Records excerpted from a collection
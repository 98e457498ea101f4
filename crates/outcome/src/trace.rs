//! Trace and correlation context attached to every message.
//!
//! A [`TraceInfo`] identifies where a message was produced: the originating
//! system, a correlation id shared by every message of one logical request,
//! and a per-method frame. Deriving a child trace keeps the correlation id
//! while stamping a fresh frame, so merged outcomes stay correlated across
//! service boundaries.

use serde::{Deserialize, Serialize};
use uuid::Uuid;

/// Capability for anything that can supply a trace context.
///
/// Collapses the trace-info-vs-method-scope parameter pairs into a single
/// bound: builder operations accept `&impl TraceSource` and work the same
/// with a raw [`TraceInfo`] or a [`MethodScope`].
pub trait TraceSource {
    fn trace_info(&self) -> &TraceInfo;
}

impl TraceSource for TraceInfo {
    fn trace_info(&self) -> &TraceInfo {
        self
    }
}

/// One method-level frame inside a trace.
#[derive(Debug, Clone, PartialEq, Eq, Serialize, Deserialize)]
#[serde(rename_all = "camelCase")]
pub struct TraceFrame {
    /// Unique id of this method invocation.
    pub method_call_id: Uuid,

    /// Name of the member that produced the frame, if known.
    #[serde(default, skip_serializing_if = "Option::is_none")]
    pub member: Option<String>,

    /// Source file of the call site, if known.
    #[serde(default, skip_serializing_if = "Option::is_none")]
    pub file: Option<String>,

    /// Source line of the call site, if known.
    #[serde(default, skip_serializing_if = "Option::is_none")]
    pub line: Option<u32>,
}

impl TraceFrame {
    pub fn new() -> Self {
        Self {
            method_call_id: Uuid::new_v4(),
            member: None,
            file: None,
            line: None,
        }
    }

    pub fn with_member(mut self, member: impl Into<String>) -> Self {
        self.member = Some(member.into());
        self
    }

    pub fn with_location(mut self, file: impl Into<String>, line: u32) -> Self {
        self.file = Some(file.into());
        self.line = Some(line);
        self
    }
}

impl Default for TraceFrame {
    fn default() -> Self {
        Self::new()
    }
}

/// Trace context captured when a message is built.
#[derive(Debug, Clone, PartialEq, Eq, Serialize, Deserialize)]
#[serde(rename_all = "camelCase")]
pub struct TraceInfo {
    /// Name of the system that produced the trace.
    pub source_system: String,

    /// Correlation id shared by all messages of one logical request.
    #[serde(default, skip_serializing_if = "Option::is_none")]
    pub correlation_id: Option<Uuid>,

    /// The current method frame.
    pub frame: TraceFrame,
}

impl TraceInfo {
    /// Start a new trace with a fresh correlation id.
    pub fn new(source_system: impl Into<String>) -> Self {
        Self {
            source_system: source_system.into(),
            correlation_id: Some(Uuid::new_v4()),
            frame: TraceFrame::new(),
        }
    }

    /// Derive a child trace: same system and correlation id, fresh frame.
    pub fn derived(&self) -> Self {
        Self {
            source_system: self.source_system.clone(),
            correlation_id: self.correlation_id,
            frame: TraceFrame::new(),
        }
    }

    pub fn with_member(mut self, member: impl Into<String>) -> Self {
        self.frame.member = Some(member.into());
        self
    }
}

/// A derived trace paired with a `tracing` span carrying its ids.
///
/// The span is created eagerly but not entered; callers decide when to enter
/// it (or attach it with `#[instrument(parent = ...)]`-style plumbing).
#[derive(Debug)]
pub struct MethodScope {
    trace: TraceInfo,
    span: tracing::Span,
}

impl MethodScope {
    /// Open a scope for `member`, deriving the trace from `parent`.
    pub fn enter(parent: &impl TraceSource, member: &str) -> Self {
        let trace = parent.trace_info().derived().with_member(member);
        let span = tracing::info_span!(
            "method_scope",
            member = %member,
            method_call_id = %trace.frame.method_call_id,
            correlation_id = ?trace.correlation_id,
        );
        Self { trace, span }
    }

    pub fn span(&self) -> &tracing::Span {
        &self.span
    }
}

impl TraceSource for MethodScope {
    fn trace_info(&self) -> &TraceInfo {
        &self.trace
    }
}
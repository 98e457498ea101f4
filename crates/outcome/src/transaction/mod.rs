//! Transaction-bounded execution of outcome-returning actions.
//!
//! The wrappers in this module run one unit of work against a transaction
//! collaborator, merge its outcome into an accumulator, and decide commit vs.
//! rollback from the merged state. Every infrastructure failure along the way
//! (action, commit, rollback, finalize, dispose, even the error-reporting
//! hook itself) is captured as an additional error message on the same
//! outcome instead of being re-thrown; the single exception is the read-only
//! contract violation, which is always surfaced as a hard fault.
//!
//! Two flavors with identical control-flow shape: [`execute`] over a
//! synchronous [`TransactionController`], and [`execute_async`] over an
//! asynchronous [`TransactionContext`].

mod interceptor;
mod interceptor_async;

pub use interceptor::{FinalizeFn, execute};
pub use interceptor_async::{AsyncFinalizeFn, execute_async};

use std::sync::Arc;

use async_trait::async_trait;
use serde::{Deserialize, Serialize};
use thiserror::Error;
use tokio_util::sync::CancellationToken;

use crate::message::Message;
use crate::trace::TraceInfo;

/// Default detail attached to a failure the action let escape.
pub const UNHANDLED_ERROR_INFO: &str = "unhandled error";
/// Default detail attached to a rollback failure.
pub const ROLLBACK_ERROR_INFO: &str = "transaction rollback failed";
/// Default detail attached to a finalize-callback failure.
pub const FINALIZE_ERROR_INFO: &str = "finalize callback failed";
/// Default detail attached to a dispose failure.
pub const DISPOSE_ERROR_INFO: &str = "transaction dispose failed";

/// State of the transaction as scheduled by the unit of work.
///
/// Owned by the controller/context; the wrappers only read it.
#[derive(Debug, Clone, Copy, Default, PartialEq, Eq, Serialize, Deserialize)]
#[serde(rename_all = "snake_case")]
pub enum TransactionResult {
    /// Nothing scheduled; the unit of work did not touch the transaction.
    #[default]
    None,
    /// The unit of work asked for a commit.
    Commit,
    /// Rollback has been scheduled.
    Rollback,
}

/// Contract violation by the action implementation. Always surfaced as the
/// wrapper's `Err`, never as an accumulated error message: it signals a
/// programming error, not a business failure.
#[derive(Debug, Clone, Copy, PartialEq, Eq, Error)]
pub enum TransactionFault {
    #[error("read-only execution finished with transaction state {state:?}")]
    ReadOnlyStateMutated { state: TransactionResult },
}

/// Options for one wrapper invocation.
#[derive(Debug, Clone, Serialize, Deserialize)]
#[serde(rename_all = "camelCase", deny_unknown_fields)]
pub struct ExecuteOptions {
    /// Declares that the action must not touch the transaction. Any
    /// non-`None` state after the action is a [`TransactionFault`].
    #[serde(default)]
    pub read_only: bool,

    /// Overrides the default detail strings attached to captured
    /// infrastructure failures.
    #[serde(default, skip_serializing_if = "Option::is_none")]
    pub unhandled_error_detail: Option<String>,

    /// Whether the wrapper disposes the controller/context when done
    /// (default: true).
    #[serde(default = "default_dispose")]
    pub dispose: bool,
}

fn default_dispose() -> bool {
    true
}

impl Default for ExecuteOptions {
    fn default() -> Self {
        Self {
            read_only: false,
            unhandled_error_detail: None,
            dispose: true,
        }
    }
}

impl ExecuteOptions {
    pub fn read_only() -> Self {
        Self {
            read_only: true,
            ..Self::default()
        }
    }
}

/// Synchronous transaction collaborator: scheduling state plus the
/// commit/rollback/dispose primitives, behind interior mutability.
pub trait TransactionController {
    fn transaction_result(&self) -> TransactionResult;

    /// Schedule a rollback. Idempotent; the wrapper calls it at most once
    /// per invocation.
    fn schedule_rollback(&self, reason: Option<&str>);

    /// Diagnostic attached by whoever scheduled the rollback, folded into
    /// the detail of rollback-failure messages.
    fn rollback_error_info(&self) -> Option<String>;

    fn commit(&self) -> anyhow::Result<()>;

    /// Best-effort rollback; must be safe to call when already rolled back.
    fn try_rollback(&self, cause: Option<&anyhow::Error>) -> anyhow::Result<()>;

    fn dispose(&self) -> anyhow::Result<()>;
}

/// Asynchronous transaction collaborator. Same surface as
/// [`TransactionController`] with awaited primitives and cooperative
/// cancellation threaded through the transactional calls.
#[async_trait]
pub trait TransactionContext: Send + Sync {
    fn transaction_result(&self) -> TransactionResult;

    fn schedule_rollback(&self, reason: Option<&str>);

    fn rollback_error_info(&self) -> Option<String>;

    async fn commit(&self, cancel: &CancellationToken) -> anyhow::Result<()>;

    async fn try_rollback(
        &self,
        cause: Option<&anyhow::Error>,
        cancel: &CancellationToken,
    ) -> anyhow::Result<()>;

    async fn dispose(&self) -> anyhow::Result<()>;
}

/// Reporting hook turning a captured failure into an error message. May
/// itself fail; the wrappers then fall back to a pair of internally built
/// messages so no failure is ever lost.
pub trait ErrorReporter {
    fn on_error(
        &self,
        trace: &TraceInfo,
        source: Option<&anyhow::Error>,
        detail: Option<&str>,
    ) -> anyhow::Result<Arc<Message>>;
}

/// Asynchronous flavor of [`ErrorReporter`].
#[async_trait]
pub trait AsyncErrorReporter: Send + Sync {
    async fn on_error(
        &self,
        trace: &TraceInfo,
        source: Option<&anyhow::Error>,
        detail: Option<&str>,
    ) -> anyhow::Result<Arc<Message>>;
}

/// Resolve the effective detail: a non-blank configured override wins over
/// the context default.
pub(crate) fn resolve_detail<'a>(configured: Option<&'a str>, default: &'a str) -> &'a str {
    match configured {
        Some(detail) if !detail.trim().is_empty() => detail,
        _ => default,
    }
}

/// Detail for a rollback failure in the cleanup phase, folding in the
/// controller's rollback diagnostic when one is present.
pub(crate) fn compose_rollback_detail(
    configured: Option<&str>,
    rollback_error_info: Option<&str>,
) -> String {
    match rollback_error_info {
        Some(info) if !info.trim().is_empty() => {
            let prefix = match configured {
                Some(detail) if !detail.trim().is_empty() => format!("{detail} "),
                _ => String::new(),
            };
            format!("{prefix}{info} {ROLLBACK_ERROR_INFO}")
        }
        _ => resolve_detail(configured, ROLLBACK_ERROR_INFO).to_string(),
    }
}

> EXERCISE REQUIREMENTS
Each line above that has the word "Some" should be copied.

> RESPONSE TO THE TASK
        self.member = Some(member.into());
        self.file = Some(file.into());
        self.line = Some(line);
            correlation_id: Some(Uuid::new_v4()),
        self.frame.member = Some(member.into());
        Some(detail) if !detail.trim().is_empty() => detail,
        Some(info) if !info.trim().is_empty() => {
                Some(detail) if !detail.trim().is_empty() => format!("{detail} "),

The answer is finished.